Dataset entries
※
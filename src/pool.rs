use audit_types::{round_to, LedgerTimestamp};
use rust_decimal::Decimal;
use std::collections::HashMap;

/// One chronological entry in a pool's ledger, emitted whenever a
/// contribution or redemption touches it.
#[derive(Debug, Clone, PartialEq)]
pub struct PoolLedgerEntry {
    pub timestamp: LedgerTimestamp,
    pub pool_key: String,
    pub inflow: Decimal,
    pub outflow: Decimal,
    pub total_balance_after: Decimal,
    /// This transaction's own personal/company split, e.g. "个人20.00%，公司80.00%".
    pub single_tx_ratio: String,
    /// The pool's ownership ratio after this transaction.
    pub cumulative_ratio: String,
    pub behavior: String,
    pub cumulative_purchase: Decimal,
    pub cumulative_redemption: Decimal,
}

/// A pool's lifetime summary: totals plus realized profit across both the
/// closed-out history and whatever gain the current cycle has accrued.
#[derive(Debug, Clone, PartialEq)]
pub struct PoolSummary {
    pub pool_key: String,
    pub total_inflow: Decimal,
    pub total_outflow: Decimal,
    pub final_balance: Decimal,
    pub realized_profit: Decimal,
}

/// Renders a personal/company ratio pair as a fund-split label, e.g.
/// "个人20.00%，公司80.00%".
pub fn format_ratio(personal_ratio: Decimal, company_ratio: Decimal) -> String {
    let hundred = Decimal::from(100);
    format!(
        "个人{:.2}%，公司{:.2}%",
        personal_ratio * hundred,
        company_ratio * hundred
    )
}

/// Per-pool bookkeeping for a single investment product.
///
/// `total_amount` can go negative when a redemption realizes more than the
/// pool's remaining cost basis — that negative balance represents realized
/// gain not yet folded into a new contribution (see [`InvestmentPool`]'s
/// reset-on-negative transition in [`InvestmentPoolManager::contribute`]).
#[derive(Debug, Clone)]
pub struct InvestmentPool {
    pub personal_amount: Decimal,
    pub company_amount: Decimal,
    pub total_amount: Decimal,
    pub cumulative_purchase: Decimal,
    pub cumulative_redemption: Decimal,
    pub latest_personal_ratio: Decimal,
    pub latest_company_ratio: Decimal,
    pub realized_profit_history: Vec<(LedgerTimestamp, Decimal)>,
    pub cumulative_realized_profit: Decimal,
}

impl InvestmentPool {
    fn new() -> Self {
        Self {
            personal_amount: Decimal::ZERO,
            company_amount: Decimal::ZERO,
            total_amount: Decimal::ZERO,
            cumulative_purchase: Decimal::ZERO,
            cumulative_redemption: Decimal::ZERO,
            latest_personal_ratio: Decimal::ZERO,
            latest_company_ratio: Decimal::ZERO,
            realized_profit_history: Vec::new(),
            cumulative_realized_profit: Decimal::ZERO,
        }
    }
}

/// The outcome of a redemption request, including the two recoverable
/// failure modes a redemption can hit. Neither failure mutates pool state
/// or crosses the pipeline's fallible boundary — the caller (a tracker)
/// decides how to fall back.
pub enum RedemptionOutcome {
    Redeemed {
        personal_return: Decimal,
        company_return: Decimal,
        personal_ratio: Decimal,
        company_ratio: Decimal,
        realized_gain: Decimal,
    },
    UnknownRedemption,
    UninitializedPool,
}

/// Owns every investment pool's state, keyed by the full attribute label.
/// Iteration order follows first-contribution (insertion) order, matching
/// the deterministic pool-ledger output the pipeline emits.
pub struct InvestmentPoolManager {
    pools: HashMap<String, InvestmentPool>,
    insertion_order: Vec<String>,
    precision: u32,
}

impl InvestmentPoolManager {
    pub fn new(precision: u32) -> Self {
        Self {
            pools: HashMap::new(),
            insertion_order: Vec::new(),
            precision,
        }
    }

    pub fn get(&self, pool_key: &str) -> Option<&InvestmentPool> {
        self.pools.get(pool_key)
    }

    /// Pools in first-contribution order, for deterministic ledger output.
    pub fn pools_in_order(&self) -> impl Iterator<Item = (&str, &InvestmentPool)> {
        self.insertion_order
            .iter()
            .map(move |key| (key.as_str(), self.pools.get(key).expect("insertion_order tracks live keys")))
    }

    /// Summarizes one pool's lifetime activity: realized profit combines the
    /// history recorded at prior resets with whatever gain the current
    /// cycle has accrued (a negative `total_amount` that hasn't yet been
    /// folded into a new contribution).
    pub fn summary(&self, pool_key: &str) -> Option<PoolSummary> {
        let pool = self.pools.get(pool_key)?;
        let current_cycle_profit = if pool.total_amount < Decimal::ZERO {
            pool.total_amount.abs()
        } else {
            Decimal::ZERO
        };
        Some(PoolSummary {
            pool_key: pool_key.to_string(),
            total_inflow: pool.cumulative_purchase,
            total_outflow: pool.cumulative_redemption,
            final_balance: pool.total_amount,
            realized_profit: round_to(pool.cumulative_realized_profit + current_cycle_profit, self.precision),
        })
    }

    /// Summaries for every pool, in first-contribution order.
    pub fn summaries(&self) -> Vec<PoolSummary> {
        self.insertion_order
            .iter()
            .map(|key| self.summary(key).expect("insertion_order tracks live keys"))
            .collect()
    }

    fn get_or_create(&mut self, pool_key: &str) -> &mut InvestmentPool {
        if !self.pools.contains_key(pool_key) {
            self.pools.insert(pool_key.to_string(), InvestmentPool::new());
            self.insertion_order.push(pool_key.to_string());
        }
        self.pools.get_mut(pool_key).expect("just inserted")
    }

    /// Records a contribution, resetting the pool first if it is currently
    /// negative (a prior cycle's unfolded realized gain).
    pub fn contribute(
        &mut self,
        pool_key: &str,
        amount: Decimal,
        personal_share: Decimal,
        company_share: Decimal,
        timestamp: LedgerTimestamp,
    ) {
        let precision = self.precision;
        let pool = self.get_or_create(pool_key);

        if pool.total_amount < Decimal::ZERO {
            let realized = pool.total_amount.abs();
            pool.realized_profit_history.push((timestamp, round_to(realized, precision)));
            pool.cumulative_realized_profit = round_to(pool.cumulative_realized_profit + realized, precision);
            pool.personal_amount = Decimal::ZERO;
            pool.company_amount = Decimal::ZERO;
            pool.total_amount = Decimal::ZERO;
        }

        pool.personal_amount = round_to(pool.personal_amount + amount * personal_share, precision);
        pool.company_amount = round_to(pool.company_amount + amount * company_share, precision);
        pool.total_amount = round_to(pool.total_amount + amount, precision);
        pool.cumulative_purchase = round_to(pool.cumulative_purchase + amount, precision);

        if pool.total_amount > Decimal::ZERO {
            pool.latest_personal_ratio = pool.personal_amount / pool.total_amount;
            pool.latest_company_ratio = pool.company_amount / pool.total_amount;
        }
    }

    /// Allocates a redemption by the pool's latest recorded ratios. The
    /// ratios used for the split never change mid-redemption, even though
    /// step 4/5 below may recompute them afterwards for the *next*
    /// redemption to see.
    pub fn redeem(&mut self, pool_key: &str, amount: Decimal) -> RedemptionOutcome {
        let precision = self.precision;
        let pool = match self.pools.get_mut(pool_key) {
            Some(pool) => pool,
            None => return RedemptionOutcome::UnknownRedemption,
        };

        if pool.latest_personal_ratio.is_zero() && pool.latest_company_ratio.is_zero() {
            return RedemptionOutcome::UninitializedPool;
        }

        let personal_ratio = pool.latest_personal_ratio;
        let company_ratio = pool.latest_company_ratio;
        let personal_return = round_to(amount * personal_ratio, precision);
        let company_return = round_to(amount * company_ratio, precision);

        let realized_gain;
        if pool.total_amount > Decimal::ZERO {
            let matched_cost = amount.min(pool.total_amount);
            let redeem_ratio = (amount / pool.total_amount).min(Decimal::ONE);

            pool.personal_amount = round_to(pool.personal_amount - pool.personal_amount * redeem_ratio, precision);
            pool.company_amount = round_to(pool.company_amount - pool.company_amount * redeem_ratio, precision);
            pool.total_amount = round_to(pool.total_amount - matched_cost, precision);
            realized_gain = round_to((amount - matched_cost).max(Decimal::ZERO), precision);

            if pool.total_amount > Decimal::ZERO {
                pool.latest_personal_ratio = pool.personal_amount / pool.total_amount;
                pool.latest_company_ratio = pool.company_amount / pool.total_amount;
            }
        } else {
            pool.personal_amount = round_to(pool.personal_amount - personal_return, precision);
            pool.company_amount = round_to(pool.company_amount - company_return, precision);
            pool.total_amount = round_to(pool.total_amount - amount, precision);
            realized_gain = amount;
        }

        pool.cumulative_redemption = round_to(pool.cumulative_redemption + amount, precision);

        RedemptionOutcome::Redeemed {
            personal_return,
            company_return,
            personal_ratio,
            company_ratio,
            realized_gain,
        }
    }
}

#[cfg(test)]
mod tests {
    use super::*;
    use chrono::{NaiveDate, NaiveTime};
    use std::str::FromStr;

    fn d(s: &str) -> Decimal {
        Decimal::from_str(s).unwrap()
    }

    fn ts() -> LedgerTimestamp {
        LedgerTimestamp::new(
            NaiveDate::from_ymd_opt(2024, 1, 1).unwrap(),
            NaiveTime::from_hms_opt(0, 0, 0).unwrap(),
        )
    }

    #[test]
    fn redemption_on_unknown_pool_is_reported_not_panicked() {
        let mut manager = InvestmentPoolManager::new(2);
        assert!(matches!(manager.redeem("理财-A", d("100")), RedemptionOutcome::UnknownRedemption));
    }

    #[test]
    fn investment_gain_cycle_and_reset_on_negative() {
        let mut manager = InvestmentPoolManager::new(2);
        manager.contribute("理财-A", d("1000000"), d("0.2"), d("0.8"), ts());

        let outcome = manager.redeem("理财-A", d("1100000"));
        let (personal_return, company_return, gain) = match outcome {
            RedemptionOutcome::Redeemed {
                personal_return,
                company_return,
                realized_gain,
                ..
            } => (personal_return, company_return, realized_gain),
            _ => panic!("expected a redemption"),
        };
        assert_eq!(personal_return, d("220000"));
        assert_eq!(company_return, d("880000"));
        assert_eq!(gain, d("100000"));

        let pool = manager.get("理财-A").unwrap();
        assert_eq!(pool.total_amount, d("-100000"));
        assert!(pool.realized_profit_history.is_empty());
        assert_eq!(pool.cumulative_realized_profit, Decimal::ZERO);

        manager.contribute("理财-A", d("1000000"), d("0.3"), d("0.7"), ts());
        let pool = manager.get("理财-A").unwrap();
        assert_eq!(pool.realized_profit_history.len(), 1);
        assert_eq!(pool.realized_profit_history[0].1, d("100000"));
        assert_eq!(pool.cumulative_realized_profit, d("100000"));
        assert_eq!(pool.total_amount, d("1000000"));
        assert_eq!(pool.latest_personal_ratio, d("0.3"));
        assert_eq!(pool.latest_company_ratio, d("0.7"));
    }

    #[test]
    fn redemption_exceeding_total_caps_pool_at_zero() {
        let mut manager = InvestmentPoolManager::new(2);
        manager.contribute("投资-B", d("500000"), d("1"), Decimal::ZERO, ts());
        manager.redeem("投资-B", d("600000"));
        let pool = manager.get("投资-B").unwrap();
        assert_eq!(pool.total_amount, Decimal::ZERO);
    }

    #[test]
    fn pools_iterate_in_first_contribution_order() {
        let mut manager = InvestmentPoolManager::new(2);
        manager.contribute("理财-B", d("1"), Decimal::ONE, Decimal::ZERO, ts());
        manager.contribute("理财-A", d("1"), Decimal::ONE, Decimal::ZERO, ts());
        let keys: Vec<&str> = manager.pools_in_order().map(|(key, _)| key).collect();
        assert_eq!(keys, vec!["理财-B", "理财-A"]);
    }

    #[test]
    fn summary_folds_current_cycle_gain_into_realized_profit() {
        let mut manager = InvestmentPoolManager::new(2);
        manager.contribute("理财-A", d("1000000"), d("0.2"), d("0.8"), ts());
        manager.redeem("理财-A", d("1100000"));

        let summary = manager.summary("理财-A").unwrap();
        assert_eq!(summary.total_inflow, d("1000000"));
        assert_eq!(summary.total_outflow, d("1100000"));
        assert_eq!(summary.final_balance, d("-100000"));
        assert_eq!(summary.realized_profit, d("100000"));
    }

    #[test]
    fn format_ratio_renders_personal_and_company_percentages() {
        assert_eq!(format_ratio(d("0.2"), d("0.8")), "个人20.00%，公司80.00%");
    }
}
※
### TASK BRIEF:
Which lines of the records above hold the word "every"? Copy each of them.

### EXERCISE ANSWER:
/// Owns every investment pool's state, keyed by the full attribute label.
    /// Summaries for every pool, in first-contribution order.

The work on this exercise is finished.